(Your assignment)
Please give the number of lines in the listing that include the word "data", with no other words.

(Task material)
//! Appointment booking tool.
//!
//! Sends a booking request to the CRM backend. The backend acknowledges with
//! 202 while the actual calendar write happens out of band, so a successful
//! call means "scheduled", not "written".

use chrono::NaiveDateTime;
use serde::{Deserialize, Serialize};
use serde_json::{Value, json};

use super::{ToolError, dispatch_payload};
use crate::backend::{CallerIdentity, CrmClient};

/// Book an appointment with a lead.
#[derive(Debug, Clone, PartialEq, Serialize, Deserialize)]
#[serde(deny_unknown_fields)]
pub struct BookingRequest {
    /// The name of the lead to be scheduled for the appointment.
    pub lead_name: String,
    /// Start time in ISO format (YYYY-MM-DDTHH:MM:SS).
    pub start_time: String,
    /// A meeting location if the meeting is in person.
    #[serde(default)]
    pub location: Option<String>,
    /// A clear and detailed appointment description.
    #[serde(default)]
    pub description: Option<String>,
}

impl BookingRequest {
    /// Validate the start time and dispatch the booking.
    pub async fn dispatch(
        self,
        crm: &CrmClient,
        identity: &CallerIdentity,
    ) -> Result<Value, ToolError> {
        let start = parse_iso_datetime(&self.start_time).ok_or_else(|| {
            ToolError::Validation(format!(
                "start_time must be ISO formatted (YYYY-MM-DDTHH:MM:SS), got {:?}",
                self.start_time
            ))
        })?;

        let payload = json!({
            "user_id": identity.user_id,
            "lead_name": self.lead_name,
            "start_time": start.format("%Y-%m-%dT%H:%M:%S").to_string(),
            "location": self.location,
            "description": self.description,
        });

        let outcome = crm.book_appointment(&payload).await?;
        Ok(dispatch_payload(outcome, "scheduled"))
    }
}

/// Parse an ISO-8601 local datetime, with or without seconds.
pub(crate) fn parse_iso_datetime(value: &str) -> Option<NaiveDateTime> {
    NaiveDateTime::parse_from_str(value, "%Y-%m-%dT%H:%M:%S")
        .or_else(|_| NaiveDateTime::parse_from_str(value, "%Y-%m-%dT%H:%M"))
        .ok()
}
//! Property listing search tool.
//!
//! Aggregates results from two property-data providers queried concurrently,
//! preferring whichever the primary returns; the secondary only fills in
//! when the primary parse comes back empty. Records are normalized into one
//! shape regardless of source.

use serde::{Deserialize, Serialize};
use serde_json::{Value, json};
use tracing::debug;

use super::ToolError;

/// How many listings a single search returns at most.
const RESULT_LIMIT: usize = 3;

/// Default freshness window sent to the primary provider, in days.
const DAYS_ON_MARKET: u32 = 7;

/// Listing status filter.
#[derive(Debug, Clone, Copy, Default, PartialEq, Eq, Serialize, Deserialize)]
pub enum ListingStatus {
    #[default]
    ForSale,
    ForRent,
}

impl ListingStatus {
    /// Parameter value for the secondary provider's `status` field.
    fn secondary_param(self) -> &'static str {
        match self {
            ListingStatus::ForSale => "forSale",
            ListingStatus::ForRent => "forRent",
        }
    }

    fn primary_param(self) -> &'static str {
        match self {
            ListingStatus::ForSale => "ForSale",
            ListingStatus::ForRent => "ForRent",
        }
    }
}

/// Search for property listings in a location.
#[derive(Debug, Clone, PartialEq, Serialize, Deserialize)]
#[serde(deny_unknown_fields)]
pub struct PropertySearch {
    /// Location to search for properties.
    pub location: String,
    /// Listing status filter; defaults to for-sale.
    #[serde(default)]
    pub status_type: ListingStatus,
}

/// One normalized property listing.
#[derive(Debug, Clone, Default, PartialEq, Serialize)]
pub struct PropertyRecord {
    pub address: String,
    pub price: f64,
    pub bedrooms: u32,
    pub bathrooms: f64,
    pub living_area: f64,
    #[serde(skip_serializing_if = "Option::is_none")]
    pub lot_area: Option<f64>,
    #[serde(skip_serializing_if = "Option::is_none")]
    pub lot_area_unit: Option<String>,
    pub property_type: String,
    #[serde(skip_serializing_if = "Option::is_none")]
    pub estimate: Option<f64>,
    #[serde(skip_serializing_if = "Option::is_none")]
    pub rent_estimate: Option<f64>,
    pub days_on_market: u32,
    pub listing_status: String,
    pub latitude: f64,
    pub longitude: f64,
}

/// Client querying both property-data providers.
pub struct PropertyClient {
    primary_base_url: String,
    secondary_base_url: String,
    api_key: Option<String>,
    http: reqwest::Client,
}

impl PropertyClient {
    pub fn new(
        primary_base_url: impl Into<String>,
        secondary_base_url: impl Into<String>,
        api_key: Option<String>,
    ) -> Self {
        let trim = |url: String| url.trim_end_matches('/').to_string();
        Self {
            primary_base_url: trim(primary_base_url.into()),
            secondary_base_url: trim(secondary_base_url.into()),
            api_key,
            http: reqwest::Client::new(),
        }
    }

    /// Search both providers and return up to three normalized listings.
    pub async fn search(&self, request: &PropertySearch) -> Result<Value, ToolError> {
        let (primary, secondary) = tokio::join!(
            self.fetch_primary(request),
            self.fetch_secondary(request)
        );

        let mut records = primary
            .map(|body| parse_primary(&body))
            .unwrap_or_default();
        if records.is_empty() {
            records = secondary
                .map(|body| parse_secondary(&body))
                .unwrap_or_default();
        }
        records.truncate(RESULT_LIMIT);

        if records.is_empty() {
            Ok(json!({
                "properties": [],
                "message": "No listings available for the area",
            }))
        } else {
            Ok(json!({ "properties": records }))
        }
    }

    async fn fetch_primary(&self, request: &PropertySearch) -> Option<Value> {
        let url = format!("{}/propertyExtendedSearch", self.primary_base_url);
        let days = DAYS_ON_MARKET.to_string();
        self.fetch(
            &url,
            &self.primary_base_url,
            &[
                ("location", request.location.as_str()),
                ("status_type", request.status_type.primary_param()),
                ("home_type", "Houses"),
                ("daysOn", days.as_str()),
            ],
        )
        .await
    }

    async fn fetch_secondary(&self, request: &PropertySearch) -> Option<Value> {
        let url = format!("{}/search", self.secondary_base_url);
        self.fetch(
            &url,
            &self.secondary_base_url,
            &[
                ("location", request.location.as_str()),
                ("status", request.status_type.secondary_param()),
                ("listing_type", "by_agent"),
                ("sortSelection", "priorityscore"),
                ("output", "json"),
                ("doz", "any"),
            ],
        )
        .await
    }

    /// One provider fetch. Provider failures degrade to `None`: the search
    /// answers with whatever the other source produced.
    async fn fetch(&self, url: &str, base: &str, params: &[(&str, &str)]) -> Option<Value> {
        let mut builder = self.http.get(url).query(params);
        if let Some(key) = &self.api_key {
            builder = builder
                .header("x-rapidapi-host", host_of(base))
                .header("x-rapidapi-key", key);
        }
        match builder.send().await {
            Ok(response) if response.status().is_success() => response.json().await.ok(),
            Ok(response) => {
                debug!(url, status = %response.status(), "property provider returned error");
                None
            }
            Err(e) => {
                debug!(url, error = %e, "property provider unreachable");
                None
            }
        }
    }
}

fn host_of(base_url: &str) -> &str {
    let stripped = base_url
        .strip_prefix("https://")
        .or_else(|| base_url.strip_prefix("http://"))
        .unwrap_or(base_url);
    stripped.split('/').next().unwrap_or(stripped)
}

/// Strip bare house numbers out of an address so listings read as areas,
/// not exact street addresses.
fn clean_address(raw: &str) -> String {
    raw.split_whitespace()
        .filter(|part| !part.chars().all(|c| c.is_ascii_digit()))
        .collect::<Vec<_>>()
        .join(" ")
}

fn num_f64(value: Option<&Value>) -> f64 {
    opt_f64(value).unwrap_or(0.0)
}

fn opt_f64(value: Option<&Value>) -> Option<f64> {
    let value = value?;
    value
        .as_f64()
        .or_else(|| value.as_str().and_then(|s| s.trim().parse().ok()))
}

fn num_u32(value: Option<&Value>) -> u32 {
    opt_f64(value).map(|f| f as u32).unwrap_or(0)
}

fn text(value: Option<&Value>) -> String {
    value
        .and_then(|v| v.as_str())
        .unwrap_or_default()
        .to_string()
}

/// Parse the primary provider's `props` array.
fn parse_primary(body: &Value) -> Vec<PropertyRecord> {
    let Some(props) = body.get("props").and_then(|p| p.as_array()) else {
        return Vec::new();
    };
    props
        .iter()
        .filter(|p| p.is_object())
        .map(|prop| PropertyRecord {
            address: clean_address(prop.get("address").and_then(|v| v.as_str()).unwrap_or("")),
            price: num_f64(prop.get("price")),
            bedrooms: num_u32(prop.get("bedrooms")),
            bathrooms: num_f64(prop.get("bathrooms")),
            living_area: num_f64(prop.get("livingArea")),
            lot_area: opt_f64(prop.get("lotAreaValue")),
            lot_area_unit: prop
                .get("lotAreaUnit")
                .and_then(|v| v.as_str())
                .map(str::to_owned),
            property_type: text(prop.get("propertyType")),
            estimate: opt_f64(prop.get("zestimate")),
            rent_estimate: opt_f64(prop.get("rentZestimate")),
            days_on_market: num_u32(prop.get("daysOnZillow")),
            listing_status: text(prop.get("listingStatus")),
            latitude: num_f64(prop.get("latitude")),
            longitude: num_f64(prop.get("longitude")),
        })
        .collect()
}

/// Parse the secondary provider's `results` array.
fn parse_secondary(body: &Value) -> Vec<PropertyRecord> {
    let Some(results) = body.get("results").and_then(|r| r.as_array()) else {
        return Vec::new();
    };
    results
        .iter()
        .filter(|p| p.is_object())
        .map(|prop| PropertyRecord {
            address: clean_address(
                prop.get("streetAddress")
                    .and_then(|v| v.as_str())
                    .unwrap_or(""),
            ),
            price: num_f64(prop.get("price")),
            bedrooms: num_u32(prop.get("bedrooms")),
            bathrooms: num_f64(prop.get("bathrooms")),
            living_area: num_f64(prop.get("livingArea")),
            lot_area: None,
            lot_area_unit: None,
            property_type: text(prop.get("homeType")),
            estimate: opt_f64(prop.get("zestimate")),
            rent_estimate: opt_f64(prop.get("rentZestimate")),
            days_on_market: num_u32(prop.get("daysOnZillow")),
            listing_status: String::new(),
            latitude: num_f64(prop.get("latitude")),
            longitude: num_f64(prop.get("longitude")),
        })
        .collect()
}

#[cfg(test)]
mod tests {
    use super::*;

    #[test]
    fn address_cleaning_strips_house_numbers() {
        assert_eq!(
            clean_address("1421 Maple Ave Unit 4B Austin"),
            "Maple Ave Unit 4B Austin"
        );
        assert_eq!(clean_address(""), "");
    }

    #[test]
    fn primary_listings_are_normalized() {
        let body = json!({
            "props": [{
                "address": "12 Oak St Dallas",
                "price": "450000",
                "bedrooms": 3,
                "bathrooms": 2.5,
                "livingArea": 1850.0,
                "lotAreaValue": 0.21,
                "lotAreaUnit": "acres",
                "propertyType": "SINGLE_FAMILY",
                "zestimate": 460000.0,
                "daysOnZillow": 4,
                "listingStatus": "FOR_SALE",
                "latitude": 32.78,
                "longitude": -96.80
            }]
        });
        let records = parse_primary(&body);
        assert_eq!(records.len(), 1);
        let record = &records[0];
        assert_eq!(record.address, "Oak St Dallas");
        assert_eq!(record.price, 450000.0);
        assert_eq!(record.bedrooms, 3);
        assert_eq!(record.lot_area, Some(0.21));
        assert_eq!(record.estimate, Some(460000.0));
        assert!(record.rent_estimate.is_none());
    }

    #[test]
    fn secondary_listings_use_their_field_names() {
        let body = json!({
            "results": [{
                "streetAddress": "77 Pine Rd Houston",
                "price": 325000,
                "bedrooms": "4",
                "bathrooms": 2,
                "livingArea": 2100,
                "homeType": "TOWNHOUSE",
                "rentZestimate": 2400
            }]
        });
        let records = parse_secondary(&body);
        assert_eq!(records.len(), 1);
        assert_eq!(records[0].address, "Pine Rd Houston");
        assert_eq!(records[0].bedrooms, 4);
        assert_eq!(records[0].property_type, "TOWNHOUSE");
        assert_eq!(records[0].rent_estimate, Some(2400.0));
    }

    #[test]
    fn malformed_bodies_parse_to_nothing() {
        assert!(parse_primary(&json!({"props": "nope"})).is_empty());
        assert!(parse_secondary(&json!(null)).is_empty());
    }

    #[test]
    fn status_params_match_each_provider() {
        assert_eq!(ListingStatus::ForSale.primary_param(), "ForSale");
        assert_eq!(ListingStatus::ForSale.secondary_param(), "forSale");
        assert_eq!(ListingStatus::ForRent.secondary_param(), "forRent");
    }

    #[test]
    fn status_defaults_to_for_sale() {
        let request: PropertySearch =
            serde_json::from_str(r#"{"location": "Austin"}"#).expect("parse");
        assert_eq!(request.status_type, ListingStatus::ForSale);
    }
}
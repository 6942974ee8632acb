//! Place search tool.
//!
//! Read-only text search against the configured places API. Results come
//! back as short human-readable descriptions the model can speak directly.

use serde::{Deserialize, Serialize};
use serde_json::Value;

use super::ToolError;
use crate::backend::BackendError;

/// How many places a single search returns at most.
const RESULT_LIMIT: usize = 5;

/// Search for places near a specific location.
#[derive(Debug, Clone, PartialEq, Serialize, Deserialize)]
#[serde(deny_unknown_fields)]
pub struct PlacesSearch {
    /// Location to search around.
    pub location: String,
    /// Type of place to search for (e.g., restaurants, parks, schools).
    pub query_type: String,
}

/// Client for the places text-search API.
pub struct PlacesClient {
    base_url: String,
    api_key: Option<String>,
    http: reqwest::Client,
}

impl PlacesClient {
    pub fn new(base_url: impl Into<String>, api_key: Option<String>) -> Self {
        Self {
            base_url: {
                let url: String = base_url.into();
                url.trim_end_matches('/').to_string()
            },
            api_key,
            http: reqwest::Client::new(),
        }
    }

    /// Search for open places matching the query, formatted for speech.
    pub async fn find_places(&self, request: &PlacesSearch) -> Result<Vec<String>, ToolError> {
        let url = format!("{}/maps/api/place/textsearch/json", self.base_url);
        let query = format!("{} in {}", request.query_type, request.location);

        let mut builder = self.http.get(&url).query(&[
            ("query", query.as_str()),
            ("opennow", "true"),
            ("language", "en"),
        ]);
        if let Some(key) = &self.api_key {
            builder = builder
                .header("x-rapidapi-host", host_of(&self.base_url))
                .header("x-rapidapi-key", key);
        }

        let response = builder
            .send()
            .await
            .map_err(|e| BackendError::Request(e.to_string()))?;
        let status = response.status();
        if !status.is_success() {
            return Err(BackendError::UnexpectedStatus {
                status: status.as_u16(),
                message: response.text().await.unwrap_or_default(),
            }
            .into());
        }

        let body: Value = response
            .json()
            .await
            .map_err(|e| BackendError::Decode(e.to_string()))?;

        Ok(format_results(&body))
    }
}

/// Host portion of a base URL, used for API-gateway host headers.
fn host_of(base_url: &str) -> &str {
    let stripped = base_url
        .strip_prefix("https://")
        .or_else(|| base_url.strip_prefix("http://"))
        .unwrap_or(base_url);
    stripped.split('/').next().unwrap_or(stripped)
}

/// Turn a raw search response into speakable place descriptions.
fn format_results(body: &Value) -> Vec<String> {
    let Some(results) = body.get("results").and_then(|r| r.as_array()) else {
        return vec!["Sorry, no places found or there was an error with the search.".to_string()];
    };
    if results.is_empty() {
        return vec!["Sorry, no places found or there was an error with the search.".to_string()];
    }

    results
        .iter()
        .take(RESULT_LIMIT)
        .map(describe_place)
        .collect()
}

fn describe_place(place: &Value) -> String {
    let name = place.get("name").and_then(|v| v.as_str()).unwrap_or("Unknown");
    let address = place
        .get("formatted_address")
        .and_then(|v| v.as_str())
        .unwrap_or("Address unavailable");
    let rating = place
        .get("rating")
        .and_then(|v| v.as_f64())
        .map(|r| r.to_string())
        .unwrap_or_else(|| "No rating".to_string());
    let reviews = place
        .get("user_ratings_total")
        .and_then(|v| v.as_u64())
        .unwrap_or(0);
    let open_now = place
        .get("opening_hours")
        .and_then(|h| h.get("open_now"))
        .and_then(|v| v.as_bool());
    let status = match open_now {
        Some(true) => "Open",
        Some(false) => "Closed",
        None => "Status unknown",
    };
    let kinds: Vec<&str> = place
        .get("types")
        .and_then(|v| v.as_array())
        .map(|types| {
            types
                .iter()
                .filter_map(|t| t.as_str())
                .filter(|t| *t != "point_of_interest" && *t != "establishment")
                .collect()
        })
        .unwrap_or_default();

    format!(
        "{name}\nAddress: {address}\nRating: {rating} ({reviews} reviews)\nStatus: {status}\nType: {}",
        kinds.join(", ")
    )
}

(Answer space)
2